> [ACTION ITEM] Among the lines below, return each one that contains the word "custom".

□ □ □ □

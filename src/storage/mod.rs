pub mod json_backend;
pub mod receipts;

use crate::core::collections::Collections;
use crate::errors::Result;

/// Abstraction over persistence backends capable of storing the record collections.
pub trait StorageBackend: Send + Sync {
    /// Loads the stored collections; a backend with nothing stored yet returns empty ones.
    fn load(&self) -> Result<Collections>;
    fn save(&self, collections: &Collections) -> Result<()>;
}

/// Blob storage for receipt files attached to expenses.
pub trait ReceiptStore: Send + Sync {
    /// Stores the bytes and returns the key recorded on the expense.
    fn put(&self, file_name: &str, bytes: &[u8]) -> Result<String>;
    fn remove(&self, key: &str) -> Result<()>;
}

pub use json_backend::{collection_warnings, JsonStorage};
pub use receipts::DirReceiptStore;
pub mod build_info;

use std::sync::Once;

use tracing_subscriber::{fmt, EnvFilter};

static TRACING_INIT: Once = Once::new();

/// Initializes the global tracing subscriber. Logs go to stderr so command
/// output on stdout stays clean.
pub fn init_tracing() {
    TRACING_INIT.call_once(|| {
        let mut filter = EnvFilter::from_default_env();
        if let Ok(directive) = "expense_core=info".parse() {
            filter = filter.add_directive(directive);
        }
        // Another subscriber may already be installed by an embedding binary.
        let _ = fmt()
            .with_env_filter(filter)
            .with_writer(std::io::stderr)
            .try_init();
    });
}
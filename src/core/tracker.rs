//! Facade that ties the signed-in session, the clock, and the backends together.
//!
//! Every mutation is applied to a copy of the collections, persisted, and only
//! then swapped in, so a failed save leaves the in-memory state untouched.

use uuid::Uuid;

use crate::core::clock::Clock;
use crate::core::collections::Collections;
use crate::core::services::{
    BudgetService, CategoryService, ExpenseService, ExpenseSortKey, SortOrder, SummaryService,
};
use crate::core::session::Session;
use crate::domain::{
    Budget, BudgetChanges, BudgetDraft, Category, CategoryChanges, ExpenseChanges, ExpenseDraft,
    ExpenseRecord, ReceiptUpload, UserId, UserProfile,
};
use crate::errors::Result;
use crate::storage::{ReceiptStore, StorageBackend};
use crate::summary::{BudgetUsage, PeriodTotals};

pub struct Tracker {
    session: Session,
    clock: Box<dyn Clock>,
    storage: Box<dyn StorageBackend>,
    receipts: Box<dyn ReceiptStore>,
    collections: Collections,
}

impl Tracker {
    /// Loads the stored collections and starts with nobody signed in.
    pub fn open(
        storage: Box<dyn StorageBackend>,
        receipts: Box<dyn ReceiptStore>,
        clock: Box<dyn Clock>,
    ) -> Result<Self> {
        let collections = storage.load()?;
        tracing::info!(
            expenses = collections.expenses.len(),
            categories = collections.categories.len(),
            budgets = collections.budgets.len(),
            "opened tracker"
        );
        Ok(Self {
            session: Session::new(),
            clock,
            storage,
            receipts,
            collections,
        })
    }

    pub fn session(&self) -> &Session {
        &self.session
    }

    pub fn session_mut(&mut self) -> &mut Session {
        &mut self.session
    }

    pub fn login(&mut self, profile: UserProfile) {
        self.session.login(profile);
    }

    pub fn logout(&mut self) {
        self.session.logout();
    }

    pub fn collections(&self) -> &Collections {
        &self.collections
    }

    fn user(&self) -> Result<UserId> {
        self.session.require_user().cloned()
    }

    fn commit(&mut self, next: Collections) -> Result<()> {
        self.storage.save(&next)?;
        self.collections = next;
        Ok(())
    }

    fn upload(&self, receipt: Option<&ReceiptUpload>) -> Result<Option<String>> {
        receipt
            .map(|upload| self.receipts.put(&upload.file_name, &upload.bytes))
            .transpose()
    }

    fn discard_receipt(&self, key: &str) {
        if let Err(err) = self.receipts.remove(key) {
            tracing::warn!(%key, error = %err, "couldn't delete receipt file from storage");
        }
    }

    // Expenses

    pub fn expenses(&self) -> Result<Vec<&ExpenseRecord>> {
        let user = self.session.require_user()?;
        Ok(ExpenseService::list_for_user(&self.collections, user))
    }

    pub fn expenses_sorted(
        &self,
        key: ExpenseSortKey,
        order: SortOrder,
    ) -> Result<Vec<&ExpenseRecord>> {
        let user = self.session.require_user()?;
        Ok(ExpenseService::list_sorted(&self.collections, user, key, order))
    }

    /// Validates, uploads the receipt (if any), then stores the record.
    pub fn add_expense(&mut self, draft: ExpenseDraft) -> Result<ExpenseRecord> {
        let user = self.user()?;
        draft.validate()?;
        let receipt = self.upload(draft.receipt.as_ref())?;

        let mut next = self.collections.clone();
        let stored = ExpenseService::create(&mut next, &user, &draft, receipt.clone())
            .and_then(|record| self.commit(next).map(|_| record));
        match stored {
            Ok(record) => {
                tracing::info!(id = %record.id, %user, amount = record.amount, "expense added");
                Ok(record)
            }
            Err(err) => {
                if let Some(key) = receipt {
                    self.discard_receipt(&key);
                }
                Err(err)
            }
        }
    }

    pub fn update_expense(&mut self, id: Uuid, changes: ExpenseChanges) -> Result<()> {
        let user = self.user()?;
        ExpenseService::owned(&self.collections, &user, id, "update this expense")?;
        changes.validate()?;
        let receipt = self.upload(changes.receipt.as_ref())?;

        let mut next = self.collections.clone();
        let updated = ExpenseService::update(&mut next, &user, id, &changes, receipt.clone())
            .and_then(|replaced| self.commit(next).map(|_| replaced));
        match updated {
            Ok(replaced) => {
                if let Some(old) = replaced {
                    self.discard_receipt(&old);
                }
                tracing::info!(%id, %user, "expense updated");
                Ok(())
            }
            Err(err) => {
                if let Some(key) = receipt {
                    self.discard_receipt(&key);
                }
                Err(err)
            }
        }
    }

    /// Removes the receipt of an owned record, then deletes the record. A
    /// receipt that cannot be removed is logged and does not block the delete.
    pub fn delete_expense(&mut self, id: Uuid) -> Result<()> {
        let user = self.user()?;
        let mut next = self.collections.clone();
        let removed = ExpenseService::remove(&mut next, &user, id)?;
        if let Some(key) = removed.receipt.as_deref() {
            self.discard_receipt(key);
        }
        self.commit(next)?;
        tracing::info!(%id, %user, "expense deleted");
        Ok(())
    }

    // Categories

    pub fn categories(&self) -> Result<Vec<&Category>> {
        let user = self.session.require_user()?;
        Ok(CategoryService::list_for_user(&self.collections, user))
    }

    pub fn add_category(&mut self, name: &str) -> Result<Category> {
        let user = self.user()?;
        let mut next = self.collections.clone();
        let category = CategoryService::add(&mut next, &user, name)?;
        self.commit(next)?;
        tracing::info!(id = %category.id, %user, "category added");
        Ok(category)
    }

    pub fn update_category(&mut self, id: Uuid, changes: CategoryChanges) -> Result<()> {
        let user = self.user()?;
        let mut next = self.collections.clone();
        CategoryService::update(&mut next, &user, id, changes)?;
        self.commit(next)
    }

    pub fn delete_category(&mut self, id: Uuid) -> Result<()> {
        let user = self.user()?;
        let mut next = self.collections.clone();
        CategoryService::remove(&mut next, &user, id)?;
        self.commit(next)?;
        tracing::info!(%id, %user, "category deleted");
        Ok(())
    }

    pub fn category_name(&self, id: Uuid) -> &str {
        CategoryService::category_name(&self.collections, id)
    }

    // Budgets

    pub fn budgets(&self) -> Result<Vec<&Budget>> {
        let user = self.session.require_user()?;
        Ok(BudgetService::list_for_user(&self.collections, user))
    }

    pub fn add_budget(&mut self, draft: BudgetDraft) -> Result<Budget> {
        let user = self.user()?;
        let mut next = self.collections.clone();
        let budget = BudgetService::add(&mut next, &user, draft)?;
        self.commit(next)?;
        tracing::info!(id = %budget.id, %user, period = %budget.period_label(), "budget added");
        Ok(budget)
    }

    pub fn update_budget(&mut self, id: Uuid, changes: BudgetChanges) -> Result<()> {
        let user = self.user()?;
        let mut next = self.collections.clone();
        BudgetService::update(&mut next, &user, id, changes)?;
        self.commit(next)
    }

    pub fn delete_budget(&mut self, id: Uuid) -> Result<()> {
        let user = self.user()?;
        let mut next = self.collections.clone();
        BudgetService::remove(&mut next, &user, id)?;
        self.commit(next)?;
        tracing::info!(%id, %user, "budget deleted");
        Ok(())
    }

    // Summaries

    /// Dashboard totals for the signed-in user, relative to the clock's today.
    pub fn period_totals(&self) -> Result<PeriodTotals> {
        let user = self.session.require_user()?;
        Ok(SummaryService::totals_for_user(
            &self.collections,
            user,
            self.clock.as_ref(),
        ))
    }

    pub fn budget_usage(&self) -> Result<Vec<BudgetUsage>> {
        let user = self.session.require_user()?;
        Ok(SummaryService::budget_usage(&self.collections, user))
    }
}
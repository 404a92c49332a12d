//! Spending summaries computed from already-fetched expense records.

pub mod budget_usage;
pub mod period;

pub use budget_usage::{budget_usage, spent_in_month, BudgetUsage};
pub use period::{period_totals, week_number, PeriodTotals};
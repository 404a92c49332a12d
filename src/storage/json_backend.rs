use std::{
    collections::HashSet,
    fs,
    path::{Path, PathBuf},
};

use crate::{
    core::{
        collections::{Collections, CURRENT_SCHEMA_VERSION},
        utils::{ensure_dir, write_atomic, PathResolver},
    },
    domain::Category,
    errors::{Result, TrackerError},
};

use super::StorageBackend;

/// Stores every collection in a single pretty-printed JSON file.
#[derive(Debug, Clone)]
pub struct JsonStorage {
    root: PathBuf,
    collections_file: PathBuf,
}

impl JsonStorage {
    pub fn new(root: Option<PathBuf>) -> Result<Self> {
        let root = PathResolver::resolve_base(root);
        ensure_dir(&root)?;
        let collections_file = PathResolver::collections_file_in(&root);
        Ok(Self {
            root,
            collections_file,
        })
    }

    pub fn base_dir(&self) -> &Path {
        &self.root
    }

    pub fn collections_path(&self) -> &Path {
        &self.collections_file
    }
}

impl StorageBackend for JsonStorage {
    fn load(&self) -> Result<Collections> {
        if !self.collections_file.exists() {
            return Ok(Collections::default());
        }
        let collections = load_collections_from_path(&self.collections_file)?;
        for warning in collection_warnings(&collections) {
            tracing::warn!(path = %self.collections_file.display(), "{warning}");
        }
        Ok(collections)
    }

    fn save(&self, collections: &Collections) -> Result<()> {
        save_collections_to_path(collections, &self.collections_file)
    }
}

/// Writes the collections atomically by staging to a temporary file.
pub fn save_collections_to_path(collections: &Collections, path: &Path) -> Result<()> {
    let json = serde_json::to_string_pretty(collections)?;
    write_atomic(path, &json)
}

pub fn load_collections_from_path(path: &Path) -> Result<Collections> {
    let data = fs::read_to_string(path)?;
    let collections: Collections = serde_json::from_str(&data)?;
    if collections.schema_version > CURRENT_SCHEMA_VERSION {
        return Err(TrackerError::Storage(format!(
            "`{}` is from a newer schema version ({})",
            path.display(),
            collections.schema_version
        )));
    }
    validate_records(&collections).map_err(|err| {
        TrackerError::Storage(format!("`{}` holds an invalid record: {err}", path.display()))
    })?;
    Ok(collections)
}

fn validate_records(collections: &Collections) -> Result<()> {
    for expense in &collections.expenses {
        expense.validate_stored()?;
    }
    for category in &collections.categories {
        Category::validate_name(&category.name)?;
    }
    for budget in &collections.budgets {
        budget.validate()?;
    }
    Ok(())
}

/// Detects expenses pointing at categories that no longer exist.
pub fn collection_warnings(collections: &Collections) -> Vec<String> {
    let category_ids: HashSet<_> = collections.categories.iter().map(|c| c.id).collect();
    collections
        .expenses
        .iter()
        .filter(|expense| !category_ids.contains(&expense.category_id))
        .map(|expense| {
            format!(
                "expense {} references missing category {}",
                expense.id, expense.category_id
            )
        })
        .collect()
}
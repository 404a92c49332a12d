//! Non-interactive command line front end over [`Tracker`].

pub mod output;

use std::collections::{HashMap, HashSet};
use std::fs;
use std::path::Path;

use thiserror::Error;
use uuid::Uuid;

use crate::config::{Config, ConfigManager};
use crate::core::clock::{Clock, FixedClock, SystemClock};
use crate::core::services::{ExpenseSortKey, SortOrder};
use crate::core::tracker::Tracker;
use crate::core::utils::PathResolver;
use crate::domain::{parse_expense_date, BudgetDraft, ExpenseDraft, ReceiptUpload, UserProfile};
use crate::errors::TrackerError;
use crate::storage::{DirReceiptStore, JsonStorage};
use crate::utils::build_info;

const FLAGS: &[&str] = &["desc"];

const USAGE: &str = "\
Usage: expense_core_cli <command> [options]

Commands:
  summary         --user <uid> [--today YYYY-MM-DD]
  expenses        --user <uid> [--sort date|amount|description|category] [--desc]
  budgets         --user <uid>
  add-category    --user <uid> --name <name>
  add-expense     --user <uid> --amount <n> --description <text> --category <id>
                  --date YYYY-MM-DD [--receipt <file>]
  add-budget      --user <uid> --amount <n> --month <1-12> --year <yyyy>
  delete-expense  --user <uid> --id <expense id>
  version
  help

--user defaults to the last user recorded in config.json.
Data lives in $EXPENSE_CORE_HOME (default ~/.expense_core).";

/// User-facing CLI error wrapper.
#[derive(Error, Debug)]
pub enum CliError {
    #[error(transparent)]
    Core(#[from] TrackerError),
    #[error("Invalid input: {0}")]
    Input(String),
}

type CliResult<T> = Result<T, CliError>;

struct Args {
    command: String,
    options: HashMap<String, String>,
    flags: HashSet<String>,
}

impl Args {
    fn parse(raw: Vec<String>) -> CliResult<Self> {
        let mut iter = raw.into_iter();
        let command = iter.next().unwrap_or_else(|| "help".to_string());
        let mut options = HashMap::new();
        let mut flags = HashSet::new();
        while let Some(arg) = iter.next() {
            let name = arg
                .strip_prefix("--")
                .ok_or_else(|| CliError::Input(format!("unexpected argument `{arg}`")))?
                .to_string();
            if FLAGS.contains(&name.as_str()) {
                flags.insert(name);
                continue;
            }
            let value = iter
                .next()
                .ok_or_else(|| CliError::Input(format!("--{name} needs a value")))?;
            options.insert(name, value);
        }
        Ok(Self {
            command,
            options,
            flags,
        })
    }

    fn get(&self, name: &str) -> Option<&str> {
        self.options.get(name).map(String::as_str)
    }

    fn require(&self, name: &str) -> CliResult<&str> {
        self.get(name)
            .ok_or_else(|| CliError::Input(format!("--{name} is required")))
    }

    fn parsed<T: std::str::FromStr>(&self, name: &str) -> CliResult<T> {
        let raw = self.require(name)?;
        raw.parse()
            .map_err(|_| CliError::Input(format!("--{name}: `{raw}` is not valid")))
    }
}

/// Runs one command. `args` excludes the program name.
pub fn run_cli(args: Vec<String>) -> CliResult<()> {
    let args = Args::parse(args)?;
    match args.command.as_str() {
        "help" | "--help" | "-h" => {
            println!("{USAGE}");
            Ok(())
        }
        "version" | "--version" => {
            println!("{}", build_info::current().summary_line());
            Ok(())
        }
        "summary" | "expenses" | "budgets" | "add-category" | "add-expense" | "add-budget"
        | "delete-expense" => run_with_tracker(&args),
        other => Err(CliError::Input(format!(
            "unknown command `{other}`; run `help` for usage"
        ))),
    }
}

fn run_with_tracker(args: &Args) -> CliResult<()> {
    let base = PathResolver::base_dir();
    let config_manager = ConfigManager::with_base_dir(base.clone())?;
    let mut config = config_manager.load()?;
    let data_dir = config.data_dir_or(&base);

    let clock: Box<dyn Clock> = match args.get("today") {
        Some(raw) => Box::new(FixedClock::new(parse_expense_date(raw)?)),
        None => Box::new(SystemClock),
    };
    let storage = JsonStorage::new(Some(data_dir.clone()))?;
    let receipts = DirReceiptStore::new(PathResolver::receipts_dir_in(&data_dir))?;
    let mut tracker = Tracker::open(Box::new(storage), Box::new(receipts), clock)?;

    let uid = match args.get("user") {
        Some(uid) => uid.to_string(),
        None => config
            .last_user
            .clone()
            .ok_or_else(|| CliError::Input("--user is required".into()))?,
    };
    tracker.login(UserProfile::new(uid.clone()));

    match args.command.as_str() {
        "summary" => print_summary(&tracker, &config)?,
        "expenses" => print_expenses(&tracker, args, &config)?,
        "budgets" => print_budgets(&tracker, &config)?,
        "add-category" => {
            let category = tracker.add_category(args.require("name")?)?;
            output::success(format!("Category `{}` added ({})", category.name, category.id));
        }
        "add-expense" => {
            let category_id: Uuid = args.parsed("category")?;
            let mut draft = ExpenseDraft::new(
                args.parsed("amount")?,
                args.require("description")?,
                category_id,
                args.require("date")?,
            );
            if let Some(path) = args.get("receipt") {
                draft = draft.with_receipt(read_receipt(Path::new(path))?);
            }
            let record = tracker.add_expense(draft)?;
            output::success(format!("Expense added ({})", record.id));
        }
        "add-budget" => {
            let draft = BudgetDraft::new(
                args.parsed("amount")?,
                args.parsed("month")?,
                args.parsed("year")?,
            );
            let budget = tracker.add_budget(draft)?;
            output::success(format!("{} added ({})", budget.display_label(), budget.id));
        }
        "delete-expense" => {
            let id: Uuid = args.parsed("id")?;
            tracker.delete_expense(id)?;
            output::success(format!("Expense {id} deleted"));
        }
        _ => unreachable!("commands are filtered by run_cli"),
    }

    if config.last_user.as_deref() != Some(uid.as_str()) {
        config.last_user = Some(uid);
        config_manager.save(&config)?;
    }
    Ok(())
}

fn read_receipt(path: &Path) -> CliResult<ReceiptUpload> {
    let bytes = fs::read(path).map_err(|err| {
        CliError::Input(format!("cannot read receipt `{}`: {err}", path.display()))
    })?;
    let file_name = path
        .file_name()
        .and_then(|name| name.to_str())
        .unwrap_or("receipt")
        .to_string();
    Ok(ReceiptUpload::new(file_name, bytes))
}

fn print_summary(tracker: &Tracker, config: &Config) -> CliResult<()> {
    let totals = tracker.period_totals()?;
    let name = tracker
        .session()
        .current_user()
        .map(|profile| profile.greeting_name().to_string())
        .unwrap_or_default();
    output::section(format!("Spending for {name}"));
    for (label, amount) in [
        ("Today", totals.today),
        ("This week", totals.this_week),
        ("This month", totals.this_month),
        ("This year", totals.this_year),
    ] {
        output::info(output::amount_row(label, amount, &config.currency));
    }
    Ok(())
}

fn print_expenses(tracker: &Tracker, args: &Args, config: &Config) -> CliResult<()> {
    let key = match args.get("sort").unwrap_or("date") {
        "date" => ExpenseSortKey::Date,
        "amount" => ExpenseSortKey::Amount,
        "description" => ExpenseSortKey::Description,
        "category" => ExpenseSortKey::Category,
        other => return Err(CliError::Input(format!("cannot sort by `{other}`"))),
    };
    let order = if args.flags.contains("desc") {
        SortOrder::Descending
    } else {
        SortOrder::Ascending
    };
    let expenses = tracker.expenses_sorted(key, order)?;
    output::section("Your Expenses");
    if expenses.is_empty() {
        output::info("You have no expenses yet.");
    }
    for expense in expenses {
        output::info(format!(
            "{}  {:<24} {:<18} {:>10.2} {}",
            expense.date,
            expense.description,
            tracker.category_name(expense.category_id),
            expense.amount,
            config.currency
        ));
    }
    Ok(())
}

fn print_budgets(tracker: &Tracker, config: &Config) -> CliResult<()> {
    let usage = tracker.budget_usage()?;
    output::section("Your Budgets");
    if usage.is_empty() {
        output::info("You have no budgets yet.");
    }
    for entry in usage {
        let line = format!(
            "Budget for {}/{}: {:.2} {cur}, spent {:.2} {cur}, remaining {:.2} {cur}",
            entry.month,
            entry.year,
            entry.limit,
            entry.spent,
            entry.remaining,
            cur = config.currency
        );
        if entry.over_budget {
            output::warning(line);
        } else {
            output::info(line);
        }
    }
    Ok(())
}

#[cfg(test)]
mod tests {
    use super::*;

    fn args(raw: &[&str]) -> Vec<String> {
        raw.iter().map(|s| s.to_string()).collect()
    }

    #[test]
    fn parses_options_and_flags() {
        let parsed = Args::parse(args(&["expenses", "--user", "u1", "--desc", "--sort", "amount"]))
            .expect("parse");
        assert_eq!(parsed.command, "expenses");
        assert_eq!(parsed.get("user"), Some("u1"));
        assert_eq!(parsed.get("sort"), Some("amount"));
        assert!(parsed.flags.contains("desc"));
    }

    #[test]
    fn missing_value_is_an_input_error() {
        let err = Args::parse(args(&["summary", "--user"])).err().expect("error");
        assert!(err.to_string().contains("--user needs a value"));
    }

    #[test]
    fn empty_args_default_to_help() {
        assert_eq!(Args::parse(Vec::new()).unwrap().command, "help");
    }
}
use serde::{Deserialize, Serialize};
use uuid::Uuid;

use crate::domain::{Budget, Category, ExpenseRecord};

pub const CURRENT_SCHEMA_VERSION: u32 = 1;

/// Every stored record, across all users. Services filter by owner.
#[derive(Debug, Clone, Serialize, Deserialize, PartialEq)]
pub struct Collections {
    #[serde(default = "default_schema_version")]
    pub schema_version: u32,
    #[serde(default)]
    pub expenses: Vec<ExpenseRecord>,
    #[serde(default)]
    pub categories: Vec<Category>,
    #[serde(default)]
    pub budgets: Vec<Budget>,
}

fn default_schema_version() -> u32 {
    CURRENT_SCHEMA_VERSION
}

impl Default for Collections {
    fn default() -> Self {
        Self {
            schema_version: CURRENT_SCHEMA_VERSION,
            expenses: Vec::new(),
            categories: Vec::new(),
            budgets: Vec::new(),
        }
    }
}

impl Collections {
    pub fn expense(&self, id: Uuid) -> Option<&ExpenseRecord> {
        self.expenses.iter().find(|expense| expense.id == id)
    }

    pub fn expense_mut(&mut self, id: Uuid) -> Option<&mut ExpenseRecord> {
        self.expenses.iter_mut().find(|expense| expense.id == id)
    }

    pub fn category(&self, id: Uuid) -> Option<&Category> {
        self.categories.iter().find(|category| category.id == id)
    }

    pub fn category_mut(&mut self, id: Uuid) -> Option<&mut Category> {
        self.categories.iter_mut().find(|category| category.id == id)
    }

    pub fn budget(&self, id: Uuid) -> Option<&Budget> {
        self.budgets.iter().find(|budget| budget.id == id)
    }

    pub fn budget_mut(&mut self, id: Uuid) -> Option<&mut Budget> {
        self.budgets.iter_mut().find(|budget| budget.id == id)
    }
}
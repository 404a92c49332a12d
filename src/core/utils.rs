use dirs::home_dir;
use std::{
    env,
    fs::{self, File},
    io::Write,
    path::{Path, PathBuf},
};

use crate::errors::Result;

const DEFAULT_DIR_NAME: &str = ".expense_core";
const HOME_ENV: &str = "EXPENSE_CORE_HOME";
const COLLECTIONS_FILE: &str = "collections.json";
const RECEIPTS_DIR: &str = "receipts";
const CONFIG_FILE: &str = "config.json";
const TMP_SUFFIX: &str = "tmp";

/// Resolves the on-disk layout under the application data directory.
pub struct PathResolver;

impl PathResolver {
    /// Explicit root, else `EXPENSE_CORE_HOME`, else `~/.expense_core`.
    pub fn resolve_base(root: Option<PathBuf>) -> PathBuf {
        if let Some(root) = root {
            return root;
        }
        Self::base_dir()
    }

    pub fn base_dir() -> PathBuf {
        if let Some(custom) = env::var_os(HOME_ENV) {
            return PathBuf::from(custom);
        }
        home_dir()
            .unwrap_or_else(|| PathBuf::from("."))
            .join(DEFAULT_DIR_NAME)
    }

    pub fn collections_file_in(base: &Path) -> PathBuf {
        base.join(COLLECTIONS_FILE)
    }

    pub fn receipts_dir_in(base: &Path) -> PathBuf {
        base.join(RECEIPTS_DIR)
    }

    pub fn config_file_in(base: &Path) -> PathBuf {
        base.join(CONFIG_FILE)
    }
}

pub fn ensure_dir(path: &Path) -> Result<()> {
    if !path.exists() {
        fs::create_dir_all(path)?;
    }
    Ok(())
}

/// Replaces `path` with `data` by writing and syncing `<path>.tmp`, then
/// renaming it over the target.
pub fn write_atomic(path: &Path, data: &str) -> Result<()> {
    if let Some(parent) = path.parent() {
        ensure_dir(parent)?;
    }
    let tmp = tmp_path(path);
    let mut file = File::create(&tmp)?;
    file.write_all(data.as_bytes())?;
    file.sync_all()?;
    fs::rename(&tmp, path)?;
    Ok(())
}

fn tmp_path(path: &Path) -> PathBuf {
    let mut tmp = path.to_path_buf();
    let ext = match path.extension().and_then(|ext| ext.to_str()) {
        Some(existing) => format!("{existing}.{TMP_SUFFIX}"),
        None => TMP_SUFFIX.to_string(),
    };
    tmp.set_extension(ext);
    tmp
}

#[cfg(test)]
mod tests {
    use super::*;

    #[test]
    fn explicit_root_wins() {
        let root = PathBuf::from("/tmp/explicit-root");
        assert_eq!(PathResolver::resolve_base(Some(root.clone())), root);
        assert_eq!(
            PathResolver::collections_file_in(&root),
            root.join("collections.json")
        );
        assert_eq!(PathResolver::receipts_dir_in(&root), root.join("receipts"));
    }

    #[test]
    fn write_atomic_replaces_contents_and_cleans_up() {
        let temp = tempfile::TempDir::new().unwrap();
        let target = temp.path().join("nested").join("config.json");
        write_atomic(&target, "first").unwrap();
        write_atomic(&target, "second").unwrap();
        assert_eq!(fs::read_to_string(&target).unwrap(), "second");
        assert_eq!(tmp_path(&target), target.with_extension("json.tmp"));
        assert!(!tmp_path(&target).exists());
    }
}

□ □ □ □

> [ANSWER SECTION]
        if let Some(custom) = env::var_os(HOME_ENV) {
            return PathBuf::from(custom);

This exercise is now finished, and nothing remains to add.